Investigation shows IRS destroyed 30 million tax documents because of backlog

by ian

Ian Patrick, FISM News


A report from the Treasury Inspector General for Tax Administration (TIGTA) shows that the Internal Revenue Service destroyed about “30 million paper-filed information return documents in March of 2021.”

The May 4 report says that these documents were destroyed partially due to “the IRS’s continued inability to process backlogs of paper-filed tax returns.”

“The IRS uses these documents to conduct post-processing compliance matches to identify taxpayers who do not accurately report their income,” the report stated. TIGTA gave several recommendations to the IRS at the time to either reduce the amount of paper applications or encourage more electronic fillings.

The report of the IRS destroying documents caused some panic among tax professionals. One CPA with Calhoun, Thomson, and Matza LLP in Austin, Texas said that the report was a breach of trust between them and the IRS according to CNBC.

The destroyed documents, according to The Motley Fool’s Maurie Backman, are not tax returns but rather “documents used to support tax returns, like W-2 and 1099 forms.” Still, Backman says that “the IRS may have a hard time verifying information on older tax returns it’s yet to process” without those same documents.

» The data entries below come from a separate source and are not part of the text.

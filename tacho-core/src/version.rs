//! Generation/version context threaded through every decode and encode call
//!
//! Generation 1 and generation 2 share field names but not byte layouts
//! (a generation 2 place record, for example, appends a GNSS block). The
//! context is a small `Copy` value passed explicitly, never stored globally,
//! since sibling sub-records in one file may legitimately use different
//! generations.

use serde::{Deserialize, Serialize};
use std::fmt;

/// On-wire generation of the tachograph data format
#[derive(Debug, Clone, Copy, PartialEq, Eq, Hash, Default, Serialize, Deserialize)]
pub enum Generation {
    /// Generation 1 (Annex 1B)
    #[default]
    Generation1,
    /// Generation 2 (Annex 1C)
    Generation2,
}

impl Generation {
    /// Map a generation byte (as stored in e.g. `FullCardNumberAndGeneration`)
    ///
    /// Unrecognized values fall back to generation 1.
    pub fn from_u8(value: u8) -> Self {
        match value {
            2 => Generation::Generation2,
            _ => Generation::Generation1,
        }
    }

    /// Generation byte value
    pub fn to_u8(self) -> u8 {
        match self {
            Generation::Generation1 => 1,
            Generation::Generation2 => 2,
        }
    }
}

impl fmt::Display for Generation {
    fn fmt(&self, f: &mut fmt::Formatter<'_>) -> fmt::Result {
        match self {
            Generation::Generation1 => write!(f, "Gen1"),
            Generation::Generation2 => write!(f, "Gen2"),
        }
    }
}

/// Data structure version inside generation 2
///
/// Version 2 cards (announced by EF Application_Identification_V2) record
/// GNSS positions with an authentication status byte.
#[derive(Debug, Clone, Copy, PartialEq, Eq, Hash, Default, Serialize, Deserialize)]
pub enum DataVersion {
    #[default]
    Version1,
    Version2,
}

/// Codec context: generation plus data structure version
///
/// `Version::default()` is generation 1, version 1. This default is the
/// policy applied whenever the context is absent or unrecognized.
#[derive(Debug, Clone, Copy, PartialEq, Eq, Hash, Default, Serialize, Deserialize)]
pub struct Version {
    pub generation: Generation,
    pub data_version: DataVersion,
}

impl Version {
    /// Generation 1 context
    pub const GEN1: Version = Version {
        generation: Generation::Generation1,
        data_version: DataVersion::Version1,
    };

    /// Generation 2, version 1 context
    pub const GEN2: Version = Version {
        generation: Generation::Generation2,
        data_version: DataVersion::Version1,
    };

    /// Generation 2, version 2 context
    pub const GEN2_V2: Version = Version {
        generation: Generation::Generation2,
        data_version: DataVersion::Version2,
    };

    pub fn new(generation: Generation, data_version: DataVersion) -> Self {
        Self {
            generation,
            data_version,
        }
    }

    /// Derive the context from a card file block appendix byte
    ///
    /// `0x00`/`0x01` are generation 1 data/signature, `0x02`/`0x03` are
    /// generation 2 data/signature. Anything else is treated as generation 1.
    pub fn from_appendix(appendix: u8) -> Self {
        match appendix {
            0x02 | 0x03 => Self::GEN2,
            _ => Self::GEN1,
        }
    }

    /// Resolve an optional context, applying the generation 1 default
    pub fn or_default(version: Option<Version>) -> Self {
        version.unwrap_or_default()
    }

    pub fn is_gen2(&self) -> bool {
        self.generation == Generation::Generation2
    }

    /// Whether GNSS positions carry an authentication status byte
    pub fn has_position_authentication(&self) -> bool {
        self.is_gen2() && self.data_version == DataVersion::Version2
    }
}

impl From<Generation> for Version {
    fn from(generation: Generation) -> Self {
        Self::new(generation, DataVersion::Version1)
    }
}

#[cfg(test)]
mod tests {
    use super::*;

    #[test]
    fn test_default_is_generation_1() {
        assert_eq!(Version::default(), Version::GEN1);
        assert_eq!(Version::or_default(None).generation, Generation::Generation1);
    }

    #[test]
    fn test_from_appendix() {
        assert_eq!(Version::from_appendix(0x00), Version::GEN1);
        assert_eq!(Version::from_appendix(0x01), Version::GEN1);
        assert_eq!(Version::from_appendix(0x02), Version::GEN2);
        assert_eq!(Version::from_appendix(0x03), Version::GEN2);
        assert_eq!(Version::from_appendix(0x7F), Version::GEN1);
    }

    #[test]
    fn test_position_authentication_needs_gen2_v2() {
        assert!(Version::GEN2_V2.has_position_authentication());
        assert!(!Version::GEN2.has_position_authentication());
        assert!(!Version::new(Generation::Generation1, DataVersion::Version2).has_position_authentication());
    }

    #[test]
    fn test_generation_byte() {
        assert_eq!(Generation::from_u8(2), Generation::Generation2);
        assert_eq!(Generation::from_u8(1), Generation::Generation1);
        assert_eq!(Generation::from_u8(9), Generation::Generation1);
        assert_eq!(Generation::Generation2.to_u8(), 2);
    }
}
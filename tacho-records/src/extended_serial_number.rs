//! ExtendedSerialNumber

use serde::{Deserialize, Serialize};
use tacho_core::datatypes::MonthYear;
use tacho_core::enums::EquipmentType;
use tacho_core::error::expect_length;
use tacho_core::{Canvas, Record, RecordReader, TachoResult, Version};

/// Unique serial number of a piece of equipment
#[derive(Debug, Clone, PartialEq, Eq, Default, Serialize, Deserialize)]
pub struct ExtendedSerialNumber {
    pub serial_number: u32,
    /// Month and year of manufacture
    pub month_year: MonthYear,
    pub equipment_type: EquipmentType,
    pub manufacturer_code: u8,
    #[serde(with = "serde_bytes", default, skip_serializing_if = "Option::is_none")]
    raw_data: Option<Vec<u8>>,
}

impl ExtendedSerialNumber {
    pub const LENGTH: usize = 8;

    pub fn new(serial_number: u32, month_year: MonthYear, equipment_type: EquipmentType, manufacturer_code: u8) -> Self {
        Self {
            serial_number,
            month_year,
            equipment_type,
            manufacturer_code,
            raw_data: None,
        }
    }
}

impl Record for ExtendedSerialNumber {
    const NAME: &'static str = "ExtendedSerialNumber";

    fn size(_version: &Version) -> usize {
        Self::LENGTH
    }

    fn decode(data: &[u8], _version: &Version) -> TachoResult<Self> {
        expect_length(Self::NAME, data, Self::LENGTH)?;
        let mut reader = RecordReader::new(Self::NAME, data);
        let serial_number = reader.read_u32()?;
        let month_year = MonthYear::decode(reader.read_bytes(MonthYear::LENGTH)?)?;
        let equipment_type = reader.read_enum()?;
        let manufacturer_code = reader.read_u8()?;
        reader.finish()?;
        Ok(Self {
            serial_number,
            month_year,
            equipment_type,
            manufacturer_code,
            raw_data: Some(data.to_vec()),
        })
    }

    fn encode(&self, _version: &Version) -> TachoResult<Vec<u8>> {
        let mut canvas = Canvas::new(Self::NAME, Self::LENGTH, self.raw_data.as_deref());
        canvas.paint_u32(self.serial_number)?;
        canvas.paint(MonthYear::LENGTH, &self.month_year.encode()?)?;
        canvas.paint_enum(&self.equipment_type)?;
        canvas.paint_u8(self.manufacturer_code)?;
        canvas.finish()
    }

    fn clear_raw_data(&mut self) {
        self.raw_data = None;
    }
}
//! Fixed-size composite records

use crate::error::{TachoError, TachoResult};
use crate::version::Version;

/// A composite record with a fixed size per generation
///
/// Implementors decode from exactly [`Record::size`] bytes and encode onto a
/// [`Canvas`](crate::canvas::Canvas) seeded from the bytes they were decoded
/// from, so untouched fields keep their original bytes.
pub trait Record: Sized {
    /// Name used in error context
    const NAME: &'static str;

    /// Whether the size differs between generation 1 and generation 2
    const GENERATION_DEPENDENT: bool = false;

    /// Exact wire size under `version`
    fn size(version: &Version) -> usize;

    /// Decode from exactly [`Record::size`] bytes
    fn decode(data: &[u8], version: &Version) -> TachoResult<Self>;

    /// Encode to exactly [`Record::size`] bytes
    fn encode(&self, version: &Version) -> TachoResult<Vec<u8>>;

    /// Drop the originating bytes kept for canvas encoding, recursively
    ///
    /// Afterwards [`Record::encode`] starts from a zeroed canvas, so
    /// reserved bits and padding come out as zero.
    fn clear_raw_data(&mut self) {}

    /// Encode a missing record
    ///
    /// Produces an all-zero buffer of the record's size. When the size
    /// depends on the generation, a version must be given.
    ///
    /// # Errors
    /// [`TachoError::UnknownGeneration`] for a generation-dependent record
    /// without a version.
    fn encode_absent(version: Option<&Version>) -> TachoResult<Vec<u8>> {
        match version {
            Some(version) => Ok(vec![0u8; Self::size(version)]),
            None if !Self::GENERATION_DEPENDENT => Ok(vec![0u8; Self::size(&Version::default())]),
            None => Err(TachoError::UnknownGeneration { context: Self::NAME }),
        }
    }

    /// Encode an optional record, zero-filling when absent
    fn encode_optional(value: Option<&Self>, version: Option<&Version>) -> TachoResult<Vec<u8>> {
        match value {
            Some(record) => record.encode(&Version::or_default(version.copied())),
            None => Self::encode_absent(version),
        }
    }

    /// Decode `count` consecutive records
    fn decode_many(data: &[u8], version: &Version) -> TachoResult<Vec<Self>> {
        let size = Self::size(version);
        if size == 0 || data.len() % size != 0 {
            return Err(TachoError::InvalidLength {
                context: Self::NAME,
                expected: data.len() - data.len() % size.max(1),
                actual: data.len(),
            });
        }
        data.chunks_exact(size)
            .map(|chunk| Self::decode(chunk, version))
            .collect()
    }
}

#[cfg(test)]
mod tests {
    use super::*;
    use crate::canvas::{Canvas, RecordReader};
    use crate::error::expect_length;

    #[derive(Debug, PartialEq)]
    struct Pair {
        first: u8,
        second: Option<u8>,
    }

    impl Record for Pair {
        const NAME: &'static str = "Pair";
        const GENERATION_DEPENDENT: bool = true;

        fn size(version: &Version) -> usize {
            if version.is_gen2() { 2 } else { 1 }
        }

        fn decode(data: &[u8], version: &Version) -> TachoResult<Self> {
            expect_length(Self::NAME, data, Self::size(version))?;
            let mut reader = RecordReader::new(Self::NAME, data);
            let first = reader.read_u8()?;
            let second = if version.is_gen2() { Some(reader.read_u8()?) } else { None };
            reader.finish()?;
            Ok(Self { first, second })
        }

        fn encode(&self, version: &Version) -> TachoResult<Vec<u8>> {
            let mut canvas = Canvas::zeroed(Self::NAME, Self::size(version));
            canvas.paint_u8(self.first)?;
            if version.is_gen2() {
                canvas.paint_u8(self.second.unwrap_or_default())?;
            }
            canvas.finish()
        }
    }

    #[test]
    fn test_encode_absent_needs_generation() {
        assert_eq!(
            Pair::encode_absent(None),
            Err(TachoError::UnknownGeneration { context: "Pair" })
        );
        assert_eq!(Pair::encode_absent(Some(&Version::GEN2)).unwrap(), vec![0, 0]);
        assert_eq!(Pair::encode_optional(None, Some(&Version::GEN1)).unwrap(), vec![0]);
    }

    #[test]
    fn test_decode_many() {
        let records = Pair::decode_many(&[1, 2, 3, 4], &Version::GEN2).unwrap();
        assert_eq!(records.len(), 2);
        assert_eq!(records[1], Pair { first: 3, second: Some(4) });
        assert!(Pair::decode_many(&[1, 2, 3], &Version::GEN2).is_err());
    }
}
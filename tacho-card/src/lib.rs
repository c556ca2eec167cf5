//! Tachograph card dump files
//!
//! This crate provides the block framing of card dumps, the elementary file
//! catalogue, the cyclic-buffer containers and the driver card document
//! that decodes a dump into records and marshals it back.

pub use tacho_core::error;

pub mod activity;
pub mod application;
pub mod block;
pub mod cyclic;
pub mod driver_card;
pub mod file_id;
pub mod options;

pub use activity::{ActivityDay, DriverActivityData};
pub use application::{BlockSignature, CardDownload, DriverCardApplication, DriverCardIdentification};
pub use block::{join_blocks, split_blocks, Block};
pub use cyclic::{CyclicRecords, PointerWidth};
pub use driver_card::{BlockSlot, DriverCardFile, Issue};
pub use file_id::ElementaryFileId;
pub use options::UnmarshalOptions;
pub use error::{TachoError, TachoResult};
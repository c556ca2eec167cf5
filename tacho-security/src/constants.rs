//! Tachograph security constants
//!
//! Object identifiers of the six standardised curves, and the fixed sizes of
//! the generation 1 RSA structures.

/// brainpoolP256r1
///
/// OID: {1, 3, 36, 3, 3, 2, 8, 1, 1, 7}
pub const BRAINPOOL_P256R1: &[u32] = &[1, 3, 36, 3, 3, 2, 8, 1, 1, 7];

/// brainpoolP384r1
///
/// OID: {1, 3, 36, 3, 3, 2, 8, 1, 1, 11}
pub const BRAINPOOL_P384R1: &[u32] = &[1, 3, 36, 3, 3, 2, 8, 1, 1, 11];

/// brainpoolP512r1
///
/// OID: {1, 3, 36, 3, 3, 2, 8, 1, 1, 13}
pub const BRAINPOOL_P512R1: &[u32] = &[1, 3, 36, 3, 3, 2, 8, 1, 1, 13];

/// NIST P-256 (secp256r1)
///
/// OID: {1, 2, 840, 10045, 3, 1, 7}
pub const NIST_P256: &[u32] = &[1, 2, 840, 10045, 3, 1, 7];

/// NIST P-384 (secp384r1)
///
/// OID: {1, 3, 132, 0, 34}
pub const NIST_P384: &[u32] = &[1, 3, 132, 0, 34];

/// NIST P-521 (secp521r1)
///
/// OID: {1, 3, 132, 0, 35}
pub const NIST_P521: &[u32] = &[1, 3, 132, 0, 35];

/// Generation 1 certificate: signature 128 + Cn' 58 + CAR 8
pub const RSA_CERTIFICATE_LENGTH: usize = 194;

/// RSA modulus length of every generation 1 key
pub const RSA_MODULUS_LENGTH: usize = 128;

/// RSA public exponent length as stored in certificates and root keys
pub const RSA_EXPONENT_LENGTH: usize = 8;

/// Non-recoverable certificate content Cn'
pub const RSA_NON_RECOVERABLE_LENGTH: usize = 58;

/// Recoverable certificate content Cr'
pub const RSA_RECOVERABLE_LENGTH: usize = 106;

/// Recovered message header byte
pub const RSA_RECOVERY_HEADER: u8 = 0x6A;

/// Recovered message trailer byte
pub const RSA_RECOVERY_TRAILER: u8 = 0xBC;

/// European root public key: CAR 8 + modulus 128 + exponent 8
pub const RSA_ROOT_KEY_LENGTH: usize = 144;

/// Smallest generation 2 certificate
pub const ECC_CERTIFICATE_MIN_LENGTH: usize = 204;

/// Largest generation 2 certificate
pub const ECC_CERTIFICATE_MAX_LENGTH: usize = 341;

/// Certificate reference length (CAR, CHR)
pub const KEY_IDENTIFIER_LENGTH: usize = 8;

/// Certificate holder authorisation length
pub const HOLDER_AUTHORISATION_LENGTH: usize = 7;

TIGTA said the audit was done “to assess the effectiveness of the IRS’s efforts to modernize paper tax return processing and increase e-filing.” The report says that the IRS is receiving “large volumes of paper-filed tax and information returns, resulting in significant costs to process each year.”

The backlogs have been a persistent problem due to “years of budget cuts, understaffing, pandemic-related office closures and added duties,” according to CNBC. IRS Commissioner Charles Rettig had previously stated before the House Ways and Means Committee that the backlog would be cleared by the end of 2022.

However, the backlog continues complicating processing times for the IRS as the organization tries to encourage taxpayers to shift to electronic filing status.

Backman says that e-files present fewer challenges to the IRS as they are automatically processed in a much quicker fashion. Backman relayed that “money will typically hit your bank account within three weeks of filing an electronic return” compared to about six weeks with paper-filed returns.

In a statement, the IRS said that the documents destroyed did not result in “negative taxpayer consequences,” adding, “Taxpayers or payers have not been and will not be subject to penalties resulting from this action.”